Detection Methods for CVE-2026-5760
Indicators of Compromise
- Unusual subprocess spawning from SGLang server processes
- Suspicious network connections originating from the SGLang application
- Unexpected file system modifications in directories accessible to the SGLang process
- Anomalous model files containing complex or obfuscated Jinja2 template syntax
Detection Strategies
- Monitor for suspicious Jinja2 template patterns in model configuration files, particularly those containing Python object traversal syntax (e.g., __class__, __mro__, __subclasses__, __globals__)

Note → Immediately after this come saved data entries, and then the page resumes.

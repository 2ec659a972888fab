//! Semi-Lagrangian advection.

use crate::boundary::{apply_boundary, WallRule};
use roil_grid::Field;

/// Transport `source` along the velocity field into `target`.
///
/// For each interior cell the trajectory is traced backward by
/// `dt * n` times the local velocity, the landing point is clamped to
/// `[0.5, n + 0.5]` so the interpolation window stays inside the padded
/// grid, and `source` is sampled there bilinearly. Backward tracing plus
/// interpolation can only blend existing source values, never amplify
/// them, so the stage is stable for any time step.
///
/// `source` may alias the carrier fields (velocity self-advection passes
/// the same buffer as both `source` and `vel_x`).
pub fn advect(
    target: &mut Field,
    source: &Field,
    vel_x: &Field,
    vel_y: &Field,
    dt: f64,
    rule: WallRule,
    n: u32,
) {
    debug_assert_eq!(target.side(), n as usize + 2);
    let nf = f64::from(n);
    for r in 1..=n {
        for c in 1..=n {
            let x = (f64::from(r) - dt * nf * vel_x.at(r, c)).clamp(0.5, nf + 0.5);
            let y = (f64::from(c) - dt * nf * vel_y.at(r, c)).clamp(0.5, nf + 0.5);

            let r0 = x.floor();
            let c0 = y.floor();
            let s1 = x - r0;
            let s0 = 1.0 - s1;
            let t1 = y - c0;
            let t0 = 1.0 - t1;

            let (r0, r1) = (r0 as u32, r0 as u32 + 1);
            let (c0, c1) = (c0 as u32, c0 as u32 + 1);
            target.set(
                r,
                c,
                s0 * (t0 * source.at(r0, c0) + t1 * source.at(r0, c1))
                    + s1 * (t0 * source.at(r1, c0) + t1 * source.at(r1, c1)),
            );
        }
    }
    apply_boundary(target, rule, n);
}

#[cfg(test)]
mod tests {
    use super::*;
    use proptest::prelude::*;

    const N: u32 = 6;
    const SIDE: usize = N as usize + 2;

    fn interior_field(values: &[f64]) -> Field {
        let mut f = Field::zeroed(SIDE);
        let mut it = values.iter().copied().cycle();
        for r in 1..=N {
            for c in 1..=N {
                f.set(r, c, it.next().unwrap());
            }
        }
        f
    }

    fn constant_field(v: f64) -> Field {
        let mut f = Field::zeroed(SIDE);
        for r in 0..SIDE as u32 {
            for c in 0..SIDE as u32 {
                f.set(r, c, v);
            }
        }
        f
    }

    #[test]
    fn zero_velocity_is_identity_on_interior() {
        let source = interior_field(&[3.0, 1.0, 4.0, 1.0, 5.0, 9.0]);
        let still = constant_field(0.0);
        let mut target = Field::zeroed(SIDE);
        advect(&mut target, &source, &still, &still, 0.1, WallRule::Scalar, N);
        for r in 1..=N {
            for c in 1..=N {
                assert_eq!(target.at(r, c), source.at(r, c));
            }
        }
    }

    #[test]
    fn unit_displacement_shifts_by_one_cell() {
        // dt * n * v = 0.1 * 6 * (5/3) = 1.0, an exact one-cell backtrace.
        let source = interior_field(&[1.0, 2.0, 3.0, 4.0, 5.0, 6.0, 7.0]);
        let carrier = constant_field(5.0 / 3.0);
        let mut target = Field::zeroed(SIDE);
        advect(&mut target, &source, &carrier, &carrier, 0.1, WallRule::Scalar, N);
        for r in 2..=N {
            for c in 2..=N {
                assert!(
                    (target.at(r, c) - source.at(r - 1, c - 1)).abs() < 1e-12,
                    "cell ({r}, {c}) should carry the value from ({}, {})",
                    r - 1,
                    c - 1
                );
            }
        }
    }

    #[test]
    fn half_cell_displacement_blends_two_cells() {
        // dt * n * v = 0.5: the backtrace lands midway between two rows.
        let mut source = Field::zeroed(SIDE);
        source.set(3, 3, 10.0);
        source.set(2, 3, 20.0);
        let carrier_x = constant_field(0.5 / (0.1 * 6.0));
        let still = constant_field(0.0);
        let mut target = Field::zeroed(SIDE);
        advect(&mut target, &source, &carrier_x, &still, 0.1, WallRule::Scalar, N);
        assert!(
            (target.at(3, 3) - 15.0).abs() < 1e-12,
            "expected even blend of 10 and 20, got {}",
            target.at(3, 3)
        );
    }

    proptest! {
        // Bilinear interpolation cannot overshoot its four inputs, so no
        // advected value may leave the source value range.
        #[test]
        fn no_overshoot_beyond_source_range(
            values in prop::collection::vec(-1e3f64..1e3, (N as usize) * (N as usize)),
            vels in prop::collection::vec(-10.0f64..10.0, (N as usize) * (N as usize) * 2),
            dt in 0.001f64..1.0,
        ) {
            let source = interior_field(&values);
            let vel_x = interior_field(&vels[..(N as usize) * (N as usize)]);
            let vel_y = interior_field(&vels[(N as usize) * (N as usize)..]);
            let lo = source.values().fold(f64::INFINITY, |m, &v| m.min(v));
            let hi = source.values().fold(f64::NEG_INFINITY, |m, &v| m.max(v));
            let mut target = Field::zeroed(SIDE);
            advect(&mut target, &source, &vel_x, &vel_y, dt, WallRule::Scalar, N);
            for r in 1..=N {
                for c in 1..=N {
                    let v = target.at(r, c);
                    prop_assert!(v >= lo - 1e-9 && v <= hi + 1e-9,
                        "advected value {v} outside source range [{lo}, {hi}]");
                }
            }
        }

        // Spot-check the interpolation against the four corner samples of
        // the backtraced position.
        #[test]
        fn value_within_corner_extremes(
            values in prop::collection::vec(0.0f64..100.0, (N as usize) * (N as usize)),
            vx in -3.0f64..3.0,
            vy in -3.0f64..3.0,
        ) {
            let dt = 0.1;
            let source = interior_field(&values);
            let vel_x = constant_field(vx);
            let vel_y = constant_field(vy);
            let mut target = Field::zeroed(SIDE);
            advect(&mut target, &source, &vel_x, &vel_y, dt, WallRule::Scalar, N);

            let nf = N as f64;
            for r in 1..=N {
                for c in 1..=N {
                    let x = (r as f64 - dt * nf * vx).clamp(0.5, nf + 0.5);
                    let y = (c as f64 - dt * nf * vy).clamp(0.5, nf + 0.5);
                    let (r0, c0) = (x.floor() as u32, y.floor() as u32);
                    let corners = [
                        source.at(r0, c0),
                        source.at(r0, c0 + 1),
                        source.at(r0 + 1, c0),
                        source.at(r0 + 1, c0 + 1),
                    ];
                    let lo = corners.iter().copied().fold(f64::INFINITY, f64::min);
                    let hi = corners.iter().copied().fold(f64::NEG_INFINITY, f64::max);
                    let v = target.at(r, c);
                    prop_assert!(v >= lo - 1e-9 && v <= hi + 1e-9,
                        "cell ({r}, {c}): {v} outside corner range [{lo}, {hi}]");
                }
            }
        }
    }
}
//! Benchmark profiles for the Roil fluid solver.
//!
//! Provides pre-built [`FluidConfig`] profiles shared by the benches:
//!
//! - [`reference_profile`]: 100x100 interior (10K cells), default rates
//! - [`stress_profile`]: 316x316 interior (~100K cells)

#![forbid(unsafe_code)]
#![deny(rustdoc::broken_intra_doc_links)]

use roil_solver::FluidConfig;

/// Reference benchmark profile: 100x100 interior cells, default rates.
pub fn reference_profile() -> FluidConfig {
    FluidConfig::new(100)
}

/// Stress benchmark profile: 316x316 interior cells (~100K), same rates
/// as [`reference_profile`] at 10x the cell count.
pub fn stress_profile() -> FluidConfig {
    FluidConfig::new(316)
}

- Implement network-level monitoring for outbound connections from SGLang servers to unexpected destinations
- Deploy endpoint detection rules to identify process injection or child process spawning from the SGLang application
Monitoring Recommendations
- Enable detailed logging for all requests to the /v1/rerank endpoint
- Implement file integrity monitoring for model directories and tokenizer configuration files
- Configure alerts for process execution patterns indicative of command injection exploitation
How to Mitigate CVE-2026-5760
Immediate Actions Required
- Review all loaded model files for suspicious tokenizer.chat_template content
- Restrict network access to the /v1/rerank endpoint to trusted sources only
- Implement model file validation and integrity checking before loading
- Consider disabling the reranking endpoint if not actively required
Patch Information
Organizations should monitor the SGLang project for security updates that implement sandboxed Jinja2 template rendering. The fix should involve replacing jinja2.Environment() with jinja2.sandbox.SandboxedEnvironment() or implementing equivalent protections. Review the CERT Vulnerability Advisory for official guidance and updated patch information.
Workarounds
- Deploy a web application firewall (WAF) to filter requests to the /v1/rerank endpoint
- Implement strict model file provenance controls, only loading models from verified and trusted sources
- Run SGLang in a containerized environment with restricted capabilities and network isolation
- Apply principle of least privilege to the SGLang process, limiting its access to system resources
# Example: Restricting network access to rerank endpoint with iptables
iptables -A INPUT -p tcp --dport 8080 -m string --string "/v1/rerank" --algo kmp -j DROP
# Note: Adjust port and rules based on your deployment configuration
Disclaimer: This content was generated using AI. While we strive for accuracy, please verify critical information with official sources.